Fashion dilihat dari sisi pariwisata penulis kurang dapat menangkap secara pasti kaitannya. Jika fashion dikaitkan dengan sebuah pertunjukan busana maka jelas disitu terdapat unsur wisatawan. Namun, penulis tidak begitu melihat secara signifikan hubungan pariwisata dengan fashion ketika itu dihubungkan dengan fungsi fashion untuk digunakan khalayak luas. Saat fashion dihubunngkan dengan sebuah pertunjuk busana maka di situ ada kelompok tertentu yang dapat menikmatinya, seperti pemerhati busana, perancang busana serta beberapa kelompok masyarakat tertentu. Tidak semua lapisan masyarakat dapat menikmati apa yang ada atau fashion seperti apa yang ingin disampaikan. Akan tetapi ada sebuah dampak yang berbeda saat fashion dibawakan melalui sebuah film. Seperti yang diungkapkan oleh Triawan Munaf dalam sebuah berita daring bahwa dalam sebuah film tidak hanya berbicara mengenai film itu sendiri tetapi juga ada fashion dan berbagai bidang lain. Seperti yang terlihat dalam beberapa tahun terakhir, perkembangan hijab telah terjadi secara pesat. Salah satu faktor perekmbangan tersebut juga didukung oleh adanya berbagai film yang menggunakan artis berjilbab sebagai tokoknya. Sehingga karena si artis berjilbab, maka penata busananya juga mulai memikirkan berbagai cara untuk melakukan inovasi terhadap jilbab tersebut.
Enam belas subsektor ekonomi kreatif
Subsektor
Kontribusi
Kuliner
41,69%
Fashion
18,15%
Kriya
15,70%
Televisi dan Radio
7,78%
Penerbitan
6,29%
Arsitektur
2,30%
Aplikasi dan Game Developer
1,77%
Periklanan
0,80%
Musik
0,47%
Fotografi
0,45%
Seni Pertunjukan
0,26%
Desain Produk
0,24%
Seni Rupa
0,22%
Desain Interior
0,16%
Film
0,16%
Desain Komunikasi Visual
0,06%

Selain tiga subsektor yang memiliki kontribusi besar tersebut juga terdapat empat subsektor yang patut mendapat perhatian khusus karena pertumbuhannya.
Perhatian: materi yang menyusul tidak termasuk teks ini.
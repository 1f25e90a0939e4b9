//! Patient search for the profiles list and the global search box.

use serde::{Deserialize, Serialize};

use crate::models::Patient;

/// A patient as listed on screen, with the DUI already formatted.
#[derive(Debug, Clone, PartialEq, Eq, Serialize, Deserialize)]
pub struct PatientView {
    #[serde(flatten)]
    pub patient: Patient,
    pub dui_display: String,
}

impl From<&Patient> for PatientView {
    fn from(patient: &Patient) -> Self {
        Self {
            dui_display: patient.display_dui(),
            patient: patient.clone(),
        }
    }
}

fn matches(patient: &Patient, needle: &str) -> bool {
    patient.name.to_lowercase().contains(needle) || patient.display_dui().contains(needle)
}

/// Patients whose name (case-insensitive) or formatted DUI contains `query`.
/// An empty query lists everyone.
pub fn search_patients<'a>(patients: &'a [Patient], query: &str) -> Vec<&'a Patient> {
    let needle = query.to_lowercase();
    patients.iter().filter(|p| matches(p, &needle)).collect()
}

/// "Jump to patient": first match for a trimmed search term.
/// A blank term finds nobody.
pub fn find_patient<'a>(patients: &'a [Patient], term: &str) -> Option<&'a Patient> {
    let needle = term.trim().to_lowercase();
    if needle.is_empty() {
        return None;
    }

    let hit = patients.iter().find(|p| matches(p, &needle));
    tracing::debug!(term = needle.as_str(), found = hit.is_some(), "Patient lookup");
    hit
}
//! Patient endpoints.
//!
//! - `GET /api/patients?q=`: profiles list, optionally filtered
//! - `GET /api/patients/lookup?q=`: global search, first hit only

use axum::extract::{Query, State};
use axum::Json;
use serde::Serialize;

use crate::api::error::ApiError;
use crate::api::types::ApiContext;
use crate::models::PatientQuery;
use crate::search::{self, PatientView};

#[derive(Serialize)]
pub struct PatientsResponse {
    pub patients: Vec<PatientView>,
}

#[derive(Serialize)]
pub struct PatientLookupResponse {
    pub patient: PatientView,
}

/// `GET /api/patients`
pub async fn list(
    State(ctx): State<ApiContext>,
    Query(query): Query<PatientQuery>,
) -> Result<Json<PatientsResponse>, ApiError> {
    let store = ctx.core.read_store()?;

    let patients = match query.q.as_deref() {
        Some(q) => search::search_patients(store.patients(), q)
            .into_iter()
            .map(PatientView::from)
            .collect(),
        None => store.patients().iter().map(PatientView::from).collect(),
    };

    Ok(Json(PatientsResponse { patients }))
}

/// `GET /api/patients/lookup`
pub async fn lookup(
    State(ctx): State<ApiContext>,
    Query(query): Query<PatientQuery>,
) -> Result<Json<PatientLookupResponse>, ApiError> {
    let store = ctx.core.read_store()?;
    let term = query.q.unwrap_or_default();

    let patient = search::find_patient(store.patients(), &term)
        .map(PatientView::from)
        .ok_or_else(|| ApiError::NotFound("No patient matches the search".into()))?;

    Ok(Json(PatientLookupResponse { patient }))
}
Keempat subsektor tersebut ada desain komunikasi visual, musik, animasi video, dan arsitektur. Meskipun desain komunikasi visual memberikan kontribusi terkecil dari keenam belas subsektor, akan tetapi subsektor ini adalah yang palingg tinggi pertumbuhannya selama tahun 2015. Tidak menutup kemungkinan saat ini telah mengalami pertumbuhan kembali. Hal itu tidak bisa dilepaskan dari semakin banyaknya iklan-iklan produk yang dilakukan melalui media internet. Dimana hal ini sangat erat kaitannya dengan desain komunikasi visual seperti apa yang akan ditunjukkan kepada publik.
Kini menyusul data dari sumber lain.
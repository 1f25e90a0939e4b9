use serde::{Deserialize, Serialize};

use super::{DoctorId, ReceptionistId};

#[derive(Debug, Clone, PartialEq, Eq, Serialize, Deserialize)]
pub struct Doctor {
    pub id: DoctorId,
    pub name: String,
    pub specialty: String,
    pub phone: String,
}

#[derive(Debug, Clone, PartialEq, Eq, Serialize, Deserialize)]
pub struct Receptionist {
    pub id: ReceptionistId,
    pub name: String,
    pub phone: String,
}
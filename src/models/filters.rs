use chrono::NaiveDate;
use serde::{Deserialize, Serialize};

use super::enums::AppointmentStatus;
use super::{DoctorId, ModelError};

/// Normalized agenda filter. `None` means "all".
#[derive(Debug, Clone, PartialEq, Eq, Serialize, Deserialize)]
pub struct AgendaFilter {
    pub date: NaiveDate,
    pub doctor_id: Option<DoctorId>,
    pub status: Option<AppointmentStatus>,
}

impl AgendaFilter {
    /// Every appointment of one day.
    pub fn for_day(date: NaiveDate) -> Self {
        Self {
            date,
            doctor_id: None,
            status: None,
        }
    }

    pub fn with_doctor(mut self, doctor_id: DoctorId) -> Self {
        self.doctor_id = Some(doctor_id);
        self
    }

    pub fn with_status(mut self, status: AppointmentStatus) -> Self {
        self.status = Some(status);
        self
    }
}

/// Raw agenda query as it arrives from the reception screen
/// (`?date=YYYY-MM-DD&doctorId=&status=`). Empty values mean "all".
#[derive(Debug, Clone, Default, Serialize, Deserialize)]
#[serde(rename_all = "camelCase")]
pub struct AppointmentQuery {
    pub date: Option<String>,
    pub doctor_id: Option<String>,
    pub status: Option<String>,
}

impl AppointmentQuery {
    /// Normalizes the raw strings, defaulting the day to `today`.
    pub fn into_filter(self, today: NaiveDate) -> Result<AgendaFilter, ModelError> {
        let date = match non_empty(self.date.as_deref()) {
            Some(raw) => NaiveDate::parse_from_str(raw, "%Y-%m-%d")
                .map_err(|_| ModelError::InvalidDate(raw.to_string()))?,
            None => today,
        };

        let doctor_id = non_empty(self.doctor_id.as_deref())
            .map(parse_doctor_id)
            .transpose()?;

        let status = non_empty(self.status.as_deref())
            .map(str::parse::<AppointmentStatus>)
            .transpose()?;

        Ok(AgendaFilter {
            date,
            doctor_id,
            status,
        })
    }
}

/// Search text for patient listings (`?q=`).
#[derive(Debug, Clone, Default, Serialize, Deserialize)]
pub struct PatientQuery {
    pub q: Option<String>,
}

/// Doctor ids come from a `<select>` as text; `"2"`, `" 2 "` and `"02"` are the same doctor.
pub fn parse_doctor_id(raw: &str) -> Result<DoctorId, ModelError> {
    raw.trim().parse().map_err(|_| ModelError::InvalidId {
        field: "doctorId".into(),
        value: raw.into(),
    })
}

fn non_empty(raw: Option<&str>) -> Option<&str> {
    raw.map(str::trim).filter(|s| !s.is_empty())
}
//! API endpoint handlers.
//!
//! Each module corresponds to a reception screen or action.
//! Handlers reuse the view-model functions and never render markup.

pub mod agenda;
pub mod appointments;
pub mod doctors;
pub mod health;
pub mod patients;
pub mod reports;
pub mod seed;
Ekspor Sektor Ekonomi Kreatif
Fashion menjadi subsektor terbesar dalam ekspor ekonomi kreatif, disusul oleh kriya dan kuliner. Setengah dari ekspor ekonomi kreatif didominasi oleh fashion, sedangkan kriya menyumbang 37% serta kuliner sebesar 6%. Ekspor ekonomi kreatif mengalami peningkatan sebesar 6,6% dari tahun 2014-2015. Meskipun pada neraca ekspor nasional dibidang non migas mengalami penurunan sebesar 9,71%. Produk ekspor terbesar berasal dari Jawa Barat sebesar 33,56% disusul oleh Jawa Timur sebesar 20,85%. Produk-produk dari Jawa Barat umumnya merupakan barang-barang terkait dengan fashion. Seperti yang ditebitkan oleh BPS Jawa Barat mengenai perkembangan ekspor impor, empat dari sepuluh golongan utama ekspor non migas merupakan bahan baku atau produk setengah jadi dari fashion. Sedikit berbeda dengan di Jawa Timur dimana hanya tiga barang utama yang terkait dengan fashion pada komoditi ekspor tertinggi. Amerika Serikat menjadi negara terbesar tujuan ekspor dari Indonesia. Mayoritas barang ekspor yang dikirim ke Amerika Serikat adalah produk-produk terkait dengan fashion. Sedangkan diurutan ke dua adalah negara Jepang,

Industri Kreatif dan Pariwisata
Seperti yang telah dijelaskan dia atas, perkembangan industri kreatif sangat erat kaitannya dengan pariwisata. Industri kreatif menjadi pelengkap dari kegiatan pariwisata. Seperti pada subsektor kuliner, makanan merupakan kebutuhan yang harus dipenuhi oleh setiap orang. Melalui pariwisata pula kuliner ditampilkan sebagai salah satu destinasi suatu wilayah. Dari beberapa video pariwisata (Wonderful Indonesia) yang mempromosikan beberapa provinsi setidaknya terdapat empat unsur yang ditampilkan. Keempat unsur tersebut adalah alam, kerajinan, kuliner atau makanan dan seni pertunjukkan. Alam menjadi daya tarik utama yang ditawarkan dari setiap wilayah provinsi. Baik itu wisata alam pegunungan, pantai, danau ataupun yang lainnya. Keindahan alam Indonesia masih menjadi daya jual utama dalam kepariwisataan Indonesia.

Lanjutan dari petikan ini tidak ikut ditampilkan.